Look at this resplendent, elegant, figure-amplifying (in a good way) wedding gown, made with love by the bride in her spare time at work in enough secrecy that the groom didn’t find out it was handmade until the priest announced it in his homily.
And making it was a complete joy from start to finish, the process was smooth, and it is exactly, perfectly, how I imagined it to be, only better.
Just kidding, almost nothing is like that.
Granted, my wedding dress was quite enjoyable to design and knit and had surprisingly few hiccups, but this post is here to tell you about the whole process of knitting the dress - what was easy AND what was hard.
This will be my final post on my wedding dress, and at the end of this post, I’ll tell you about an exciting new project I have planned for the future.
My Knitting Process
I just wanted to touch on my knitting process when the item I’m making is something I’ve designed myself. If you are a fan of Ravelry (of course you are), you’ll sometimes see a pattern where the designer says something like “I wrote this pattern as I went along”. Other knitters, I’m sure, will write the whole pattern out and then knit it, adjusting as they go. I’m more often the second one, but with my wedding dress, it was a bit of both. I took my measurements and figured out how many pattern repeats were required for each part of the dress.

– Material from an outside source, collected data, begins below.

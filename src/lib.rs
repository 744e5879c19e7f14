//! Procedural 2D tile map generation.
//!
//! Pick a builder, hand it a seeded [`rng::GameRng`], get back a [`map::Map`]
//! of walls and floors. Builders range from plain bordered rooms through BSP
//! dungeons and cities to caves, mazes and random walks. Cave-style builders
//! finish by stitching their regions together with the flood-fill and
//! union-find tools in [`regions`].

pub mod config;
pub mod directions;
pub mod distance;
pub mod error;
pub mod map;
pub mod map_builders;
pub mod plugin;
pub mod regions;
pub mod rng;
pub mod shapes;

pub use config::{BuilderSettings, MapGenConfig};
pub use error::MapGenError;
pub use map::{Map, TileType};
pub use map_builders::{create_map, generate, BuilderType, MapBuilder};
pub use plugin::MapGenPlugin;
pub use rng::GameRng;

Then I decided on a section to knit (I did the sleeves first), wrote a pattern for that section, then knitted it. For the dress, I wrote the pattern for the top until the waist, then knitted it, then wrote the pattern from the waist until the knees and knitted that, etc. It worked well doing it this way and allowed me to think a few things over before committing them to paper. For example, at first I was going to make the dress very fitted until the knees and then flare it out, but as I knitted the parts above that, I changed my mind and decided to make the dress less fitted from a bit above the knees to make sure I could walk in the dress. This worked really well, and I was surprised I wasn’t ripping up rounds and rounds of stitches because of mistakes I’d made. That only happened near the end.
Stuff that Didn’t Go to Plan
So most of the dress was actually a breeze. There are probably some little glitches in the pattern here and there but I don’t remember them, and people certainly didn’t notice them on the day. Paying attention to detail is great, but it’s also a load off to know that people aren’t going to be standing there examining your wedding dress with a magnifying glass. Mostly they were just like “Wow, you made that?!”, and I don’t know how many times I answered the question of how long it took me to make it. But let’s talk about stuff that didn’t work.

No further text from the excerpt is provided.